I was given the following problem to solve:
Ux + Uy = U^2
x=0, U = e^(-y^2)
This is how I was taught to solve it:
dx/dt = 1
dy/dt = 1
y = x + C1
x = 0, let y = S
C1 = S - x
C1 = S
x = y - S
The PDE becomes:
du/dt = U^2
du/dt = dx/dt * du/dx = 1 * du/dx = du/dx
du/dx = U^2
Then this is the part I don't understand, this is the conclusion that was made:
du/dx = U^2
U = 1/(c2 - x)
What integral is done in order to get that equation? I am entirely lost, please help, and thank you!
The basic idea is that $u_x \frac{dx}{dt} + u_y \frac{dy}{dt} = \frac{d}{dt} u(x(t),y(t))$. So you pick a path, called a characteristic, so that $\frac{dx}{dt}$ and $\frac{dy}{dt}$ line up with the LHS of the equation, and then along this path you have $\frac{du}{dt}=u^2$.
This is a separable ODE which can be solved into an implicit form by integration:
$$\int du \, u^{-2} = -u^{-1} = \int dt = t+c.$$
(Note that I abuse notation a little bit here.)
You can now solve that for $u$ explicitly, obtaining
$$u=-(t+c)^{-1}.$$
This gives $u$ as a function of the "artificial" variables $(t,c)$, whereas you want it as a function of $(x,y)$. The variable $c$ determines which characteristic you are looking at, whereas $t$ determines where along that characteristic you are looking. You obtain $c$ by using the initial data at the point on the characteristic where the initial data is specified.
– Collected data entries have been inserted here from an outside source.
use std::fmt;

use serde::{Deserialize, Serialize};

pub mod payload;
pub mod protocol;

pub use payload::{PayloadError, PullBody, PushPayload};
pub use protocol::{FrameError, FrameResult, RawFrame, checksum, extract_distance};

/// Largest distance, in centimeters, a reading may carry.
pub const MAX_DISTANCE_CM: u16 = 600;

/// Wire value standing in for a channel without a valid reading.
pub const UNAVAILABLE: i32 = -1;

/// One named distance-measurement source.
#[derive(Debug, Clone, Copy, PartialEq, Eq, Hash, Serialize, Deserialize)]
#[serde(rename_all = "lowercase")]
pub enum Channel {
    Left,
    Right,
    Under,
    Front,
    Back,
}

/// Which node produces the readings of a channel.
#[derive(Debug, Clone, Copy, PartialEq, Eq)]
pub enum Source {
    /// Polled by the hub itself.
    Local,
    /// Pushed by the relay node.
    Pushed,
    /// Accepted from pushes but not produced by any node yet.
    Reserved,
}

impl Channel {
    pub const ALL: [Channel; 5] = [
        Channel::Left,
        Channel::Right,
        Channel::Under,
        Channel::Front,
        Channel::Back,
    ];

    /// Lowercase name used on the wire.
    pub const fn as_str(self) -> &'static str {
        match self {
            Channel::Left => "left",
            Channel::Right => "right",
            Channel::Under => "under",
            Channel::Front => "front",
            Channel::Back => "back",
        }
    }

    /// Capitalized name used on the status display.
    pub const fn label(self) -> &'static str {
        match self {
            Channel::Left => "Left",
            Channel::Right => "Right",
            Channel::Under => "Under",
            Channel::Front => "Front",
            Channel::Back => "Back",
        }
    }

    pub const fn source(self) -> Source {
        match self {
            Channel::Left | Channel::Right => Source::Local,
            Channel::Front | Channel::Back => Source::Pushed,
            Channel::Under => Source::Reserved,
        }
    }

    const fn index(self) -> usize {
        self as usize
    }
}

impl fmt::Display for Channel {
    fn fmt(&self, f: &mut fmt::Formatter<'_>) -> fmt::Result {
        f.write_str(self.as_str())
    }
}

/// A distance in whole centimeters, always within `0..=MAX_DISTANCE_CM`.
#[derive(Debug, Clone, Copy, PartialEq, Eq, PartialOrd, Ord, Hash)]
pub struct Centimeters(u16);

impl Centimeters {
    /// Returns `None` when `value` exceeds [`MAX_DISTANCE_CM`].
    pub const fn new(value: u16) -> Option<Self> {
        if value <= MAX_DISTANCE_CM {
            Some(Self(value))
        } else {
            None
        }
    }

    pub const fn get(self) -> u16 {
        self.0
    }
}

/// The latest state of a channel: a measurement or nothing usable.
///
/// On the wire a distance is an integer centimeter value with `-1` standing
/// for [`Distance::Unavailable`]. Decoding never fails on range: anything
/// outside `0..=600` collapses to `Unavailable`.
#[derive(Debug, Clone, Copy, PartialEq, Eq, Hash, Default, Serialize, Deserialize)]
#[serde(from = "i64", into = "i32")]
pub enum Distance {
    Measured(Centimeters),
    #[default]
    Unavailable,
}

impl Distance {
    pub fn from_cm(cm: i64) -> Self {
        u16::try_from(cm)
            .ok()
            .and_then(Centimeters::new)
            .map_or(Distance::Unavailable, Distance::Measured)
    }

    pub fn cm(self) -> Option<u16> {
        match self {
            Distance::Measured(cm) => Some(cm.get()),
            Distance::Unavailable => None,
        }
    }

    pub fn is_available(self) -> bool {
        matches!(self, Distance::Measured(_))
    }

    pub fn to_wire(self) -> i32 {
        self.cm().map_or(UNAVAILABLE, i32::from)
    }
}

impl From<Centimeters> for Distance {
    fn from(cm: Centimeters) -> Self {
        Distance::Measured(cm)
    }
}

impl From<i64> for Distance {
    fn from(cm: i64) -> Self {
        Distance::from_cm(cm)
    }
}

impl From<Distance> for i32 {
    fn from(distance: Distance) -> Self {
        distance.to_wire()
    }
}

impl fmt::Display for Distance {
    fn fmt(&self, f: &mut fmt::Formatter<'_>) -> fmt::Result {
        match self {
            Distance::Measured(cm) => write!(f, "{} cm", cm.get()),
            Distance::Unavailable => f.write_str("N/A"),
        }
    }
}

/// Point-in-time copy of every channel's latest distance.
#[derive(Debug, Clone, Copy, PartialEq, Eq, Default)]
pub struct Snapshot {
    slots: [Distance; 5],
}

impl Snapshot {
    pub fn get(&self, channel: Channel) -> Distance {
        self.slots[channel.index()]
    }

    pub fn set(&mut self, channel: Channel, distance: Distance) {
        self.slots[channel.index()] = distance;
    }

    /// Channels in display order with their distances.
    pub fn iter(&self) -> impl Iterator<Item = (Channel, Distance)> + '_ {
        Channel::ALL.iter().map(|&channel| (channel, self.get(channel)))
    }
}

impl fmt::Display for Snapshot {
    fn fmt(&self, f: &mut fmt::Formatter<'_>) -> fmt::Result {
        for (i, (channel, distance)) in self.iter().enumerate() {
            if i > 0 {
                f.write_str(", ")?;
            }
            write!(f, "{}: {}", channel.label(), distance)?;
        }
        Ok(())
    }
}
There is some slack in the way the characteristics are parameterized, which means we can make one arbitrary decision about them. I will arbitrarily decide that on each characteristic, when $t=0$, $x=0$. With that established, our calculation above yields $-c^{-1}=u(0,y)$. This eliminates the "artificial" variable $c$. Do you see how to eliminate the "artificial" variable $t$?